Key findings include the following: (1) The model tree ranking correlates well with the actual success ranking according to the actual number of games played, better than draft order. (2) The model tree can highlight the exceptionally strong points of draftees that make them stand out compared to the other players in their group.

Tree models are flexible and can be applied to other prediction problems to discover groups of comparable players as well as predictive models. For example, we can predict future NHL success from past NHL success, similar to Wilson [29] who used machine learning models to predict whether a player will play more than 160 games in the NHL after 7 years. Another direction is to apply the model to other sports, for example drafting for the National Football League.

Future Work. A common issue in drafting is comparing players from different leagues. A model tree offers a promising approach to this issue as it can make data-driven decisions about whether players from different leagues should be assigned to different models. For example, preliminary experiments with the NHL data show that adding the junior league of a player as a feature leads, the tree to split on the player’s country.
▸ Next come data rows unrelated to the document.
//! Ingestion of JSON Lines datasets into a corpus.

use std::io::Write;

use aligner_store::fakes::MemoryCorpus;
use aligner_store::{
    ingest_jsonl, Corpus, HashingEmbedder, StoreError, StoredSolution, SurrealCorpus,
};

#[tokio::test]
async fn ingests_records_and_skips_codeless_rows() {
    let mut file = tempfile::NamedTempFile::new().unwrap();
    writeln!(
        file,
        r#"{{"task_id": "two-sum", "completion": "class Solution:\n    def twoSum(self, nums, target): pass"}}"#
    )
    .unwrap();
    writeln!(file).unwrap();
    writeln!(file, r#"{{"task_id": "empty", "completion": ""}}"#).unwrap();
    writeln!(
        file,
        r#"{{"response": "def f(a):\n    return a", "entry_point": "f"}}"#
    )
    .unwrap();

    let corpus = MemoryCorpus::new();
    let embedder = HashingEmbedder::default();
    let summary = ingest_jsonl(file.path(), &corpus, &embedder).await.unwrap();

    assert_eq!(summary.ingested, 2);
    assert_eq!(summary.skipped, 1);
    assert_eq!(corpus.count().await.unwrap(), 2);
    assert!(corpus.lookup_exact("two-sum").await.unwrap().is_some());

    let untitled = corpus.lookup_exact("problem-3").await.unwrap().unwrap();
    assert_eq!(untitled.entry_point.as_deref(), Some("f"));
}

#[tokio::test]
async fn malformed_line_reports_line_number() {
    let mut file = tempfile::NamedTempFile::new().unwrap();
    writeln!(file, r#"{{"task_id": "ok", "completion": "x = 1"}}"#).unwrap();
    writeln!(file, "not json").unwrap();

    let corpus = MemoryCorpus::new();
    let err = ingest_jsonl(file.path(), &corpus, &HashingEmbedder::default())
        .await
        .unwrap_err();

    match err {
        StoreError::InvalidRecord { line, .. } => assert_eq!(line, 2),
        other => panic!("expected InvalidRecord, got {other:?}"),
    }
    assert_eq!(corpus.count().await.unwrap(), 1);
}

#[tokio::test]
async fn titled_task_ids_are_found_by_canonical_slug() {
    let mut file = tempfile::NamedTempFile::new().unwrap();
    writeln!(
        file,
        r#"{{"task_id": "1. Two Sum", "completion": "def twoSum(nums, target): pass"}}"#
    )
    .unwrap();
    writeln!(
        file,
        r#"{{"task_id": "Valid Parentheses", "completion": "def isValid(s): pass"}}"#
    )
    .unwrap();

    let corpus = MemoryCorpus::new();
    ingest_jsonl(file.path(), &corpus, &HashingEmbedder::default())
        .await
        .unwrap();

    let two_sum = corpus.lookup_exact("two-sum").await.unwrap().unwrap();
    assert_eq!(two_sum.title, "1. Two Sum");
    assert!(corpus
        .lookup_exact("valid-parentheses")
        .await
        .unwrap()
        .is_some());
    assert!(corpus.lookup_exact("Two Sum").await.unwrap().is_none());
}

#[tokio::test]
async fn surreal_corpus_files_inserts_under_canonical_slug() {
    let corpus = SurrealCorpus::in_memory().await.unwrap();
    corpus
        .insert(StoredSolution::new("Merge Two Lists", "def f(): pass"), vec![1.0, 0.0])
        .await
        .unwrap();

    let stored = corpus.lookup_exact("merge-two-lists").await.unwrap().unwrap();
    assert_eq!(stored.title, "Merge Two Lists");
}
pub fn binary(op: BinOp, a: &Value, b: &Value) -> Result<Value, Exc> {
    if let (Value::Bool(p), Value::Bool(q)) = (a, b) {
        match op {
            BinOp::BitAnd => return Ok(Value::Bool(p & q)),
            BinOp::BitOr => return Ok(Value::Bool(p | q)),
            BinOp::BitXor => return Ok(Value::Bool(p ^ q)),
            _ => {}
        }
    }
    if let (Some(x), Some(y)) = (a.as_num(), b.as_num()) {
        return match (x, y) {
            (Num::Int(x), Num::Int(y)) => int_op(op, x, y),
            (x @ Num::Float(_), y) | (x, y @ Num::Float(_)) => {
                float_op(op, x.as_f64(), y.as_f64(), a, b)
            }
            (x, y) => match (x.to_bigint(), y.to_bigint()) {
                (Some(x), Some(y)) => big_op(op, &x, &y),
                _ => Err(unsupported(op, a, b)),
            },
        };
    }

    match (op, a, b) {
        (BinOp::Add, Value::Str(x), Value::Str(y)) => {
            let mut joined = String::with_capacity(x.len() + y.len());
            joined.push_str(x);
            joined.push_str(y);
            Ok(Value::str(&joined))
        }
        (BinOp::Add, Value::List(x), Value::List(y)) => {
            let mut items = x.borrow().clone();
            items.extend(y.borrow().iter().cloned());
            Ok(Value::list(items))
        }
        (BinOp::Add, Value::Tuple(x), Value::Tuple(y)) => {
            let mut items = x.as_ref().clone();
            items.extend(y.iter().cloned());
            Ok(Value::tuple(items))
        }
        (BinOp::Add, Value::Str(_) | Value::List(_) | Value::Tuple(_), other) => {
            let kind = a.type_name();
            Err(Exc::type_error(format!(
                "can only concatenate {kind} (not \"{}\") to {kind}",
                other.type_name()
            )))
        }
        (BinOp::Mul, Value::Str(s), n) | (BinOp::Mul, n, Value::Str(s)) if n.as_int().is_some() => {
            let count = repeat_count(n, s.chars().count())?;
            Ok(Value::str(&s.repeat(count)))
        }
        (BinOp::Mul, Value::List(items), n) | (BinOp::Mul, n, Value::List(items))
            if n.as_int().is_some() =>
        {
            let items = items.borrow();
            let count = repeat_count(n, items.len())?;
            Ok(Value::list(repeat_items(&items, count)))
        }
        (BinOp::Mul, Value::Tuple(items), n) | (BinOp::Mul, n, Value::Tuple(items))
            if n.as_int().is_some() =>
        {
            let count = repeat_count(n, items.len())?;
            Ok(Value::tuple(repeat_items(items, count)))
        }
        (BinOp::Sub | BinOp::BitAnd | BinOp::BitOr | BinOp::BitXor, Value::Set(x), Value::Set(y)) => {
            Ok(Value::set(set_op(op, &x.borrow(), &y.borrow())))
        }
        (BinOp::BitOr, Value::Dict(x), Value::Dict(y)) => {
            let mut merged = x.borrow().clone();
            for (key, value) in y.borrow().table.iter() {
                merged.table.insert(key.hash_key()?, key.clone(), value.clone());
            }
            Ok(Value::dict(merged))
        }
        (BinOp::Add | BinOp::Sub, Value::Dict(x), Value::Dict(y))
            if matches!(x.borrow().flavor, DictFlavor::Counter)
                && matches!(y.borrow().flavor, DictFlavor::Counter) =>
        {
            counter_op(op, &x.borrow(), &y.borrow())
        }
        _ => Err(unsupported(op, a, b)),
    }
}

fn unsupported(op: BinOp, a: &Value, b: &Value) -> Exc {
    Exc::type_error(format!(
        "unsupported operand type(s) for {}: '{}' and '{}'",
        op.symbol(),
        a.type_name(),
        b.type_name()
    ))
}

fn repeat_count(n: &Value, unit: usize) -> Result<usize, Exc> {
    let count = n.as_int().unwrap_or(0).max(0) as usize;
    if unit.saturating_mul(count) > MAX_SEQUENCE {
        return Err(Exc::new("MemoryError", "sequence repetition too large"));
    }
    Ok(count)
}

fn repeat_items(items: &[Value], count: usize) -> Vec<Value> {
    let mut out = Vec::with_capacity(items.len() * count);
    for _ in 0..count {
        out.extend(items.iter().cloned());
    }
    out
}

pub fn set_op(op: BinOp, x: &Table, y: &Table) -> Table {
    let mut out = Table::default();
    let mut keep = |key: &Value| {
        if let Ok(hash) = key.hash_key() {
            out.insert(hash, key.clone(), Value::None);
        }
    };
    match op {
        BinOp::BitOr => {
            x.iter().for_each(|(k, _)| keep(k));
            y.iter().for_each(|(k, _)| keep(k));
        }
        BinOp::BitAnd => x
            .iter()
            .filter(|(k, _)| k.hash_key().is_ok_and(|h| y.contains(&h)))
            .for_each(|(k, _)| keep(k)),
        BinOp::Sub => x
            .iter()
            .filter(|(k, _)| !k.hash_key().is_ok_and(|h| y.contains(&h)))
            .for_each(|(k, _)| keep(k)),
        _ => {
            x.iter()
                .filter(|(k, _)| !k.hash_key().is_ok_and(|h| y.contains(&h)))
                .for_each(|(k, _)| keep(k));
            y.iter()
                .filter(|(k, _)| !k.hash_key().is_ok_and(|h| x.contains(&h)))
                .for_each(|(k, _)| keep(k));
        }
    }
    out
}

fn counter_op(op: BinOp, x: &PyDict, y: &PyDict) -> Result<Value, Exc> {
    let mut out = PyDict::new(DictFlavor::Counter);
    let mut keys: Vec<Value> = x.table.keys();
    for key in y.table.keys() {
        if !x.table.contains(&key.hash_key()?) {
            keys.push(key);
        }
    }
    for key in keys {
        let hash = key.hash_key()?;
        let left = x.table.get(&hash).cloned().unwrap_or(Value::Int(0));
        let right = y.table.get(&hash).cloned().unwrap_or(Value::Int(0));
        let total = binary(op, &left, &right)?;
        if py_cmp(&total, &Value::Int(0)) == Some(Ordering::Greater) {
            out.table.insert(hash, key, total);
        }
    }
    Ok(Value::dict(out))
}
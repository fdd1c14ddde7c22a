//! Terminal judgment of a review.

use std::fmt;

use serde::{Deserialize, Serialize};

#[derive(Debug, Clone, Copy, Serialize, Deserialize, PartialEq, Eq)]
#[serde(rename_all = "SCREAMING_SNAKE_CASE")]
pub enum VerdictKind {
    CorrectOptimal,
    CorrectInefficient,
    LogicError,
    IndependentReview,
    Halted,
}

impl VerdictKind {
    pub fn as_str(self) -> &'static str {
        match self {
            VerdictKind::CorrectOptimal => "CORRECT_OPTIMAL",
            VerdictKind::CorrectInefficient => "CORRECT_INEFFICIENT",
            VerdictKind::LogicError => "LOGIC_ERROR",
            VerdictKind::IndependentReview => "INDEPENDENT_REVIEW",
            VerdictKind::Halted => "HALTED",
        }
    }
}

impl fmt::Display for VerdictKind {
    fn fmt(&self, f: &mut fmt::Formatter<'_>) -> fmt::Result {
        f.write_str(self.as_str())
    }
}

/// Verdict plus a human-readable context string. Not persisted.
#[derive(Debug, Clone, Serialize, Deserialize, PartialEq, Eq)]
pub struct Verdict {
    pub kind: VerdictKind,
    pub context: String,
}

impl Verdict {
    pub fn new(kind: VerdictKind, context: impl Into<String>) -> Self {
        Self {
            kind,
            context: context.into(),
        }
    }
}

impl fmt::Display for Verdict {
    fn fmt(&self, f: &mut fmt::Formatter<'_>) -> fmt::Result {
        write!(f, "{} ({})", self.kind, self.context)
    }
}
//! Error types for the tracer module.

/// Source text could not be tokenized or parsed.
#[derive(Debug, Clone, PartialEq, Eq, thiserror::Error)]
#[error("{message} (line {line})")]
pub struct SyntaxError {
    pub message: String,
    pub line: u32,
}

impl SyntaxError {
    pub fn new(message: impl Into<String>, line: u32) -> Self {
        Self {
            message: message.into(),
            line,
        }
    }
}

/// Errors produced outside a traced run (argument literals, static discovery).
#[derive(Debug, thiserror::Error)]
pub enum TracerError {
    #[error("syntax error: {0}")]
    Syntax(#[from] SyntaxError),

    #[error("malformed literal: {0}")]
    MalformedLiteral(String),
}

/// Result type for tracer helpers.
pub type TracerResult<T> = std::result::Result<T, TracerError>;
This finding suggests that model tree learning can be applied to assess the skills of both North American and international NBA prospects in a single model. Identifying which skills of international players make them compatible with the NBA has become increasingly important over the past decades [17]. Building a model tree to make up-to-date predictions for the current draft would be the most relevant application for teams.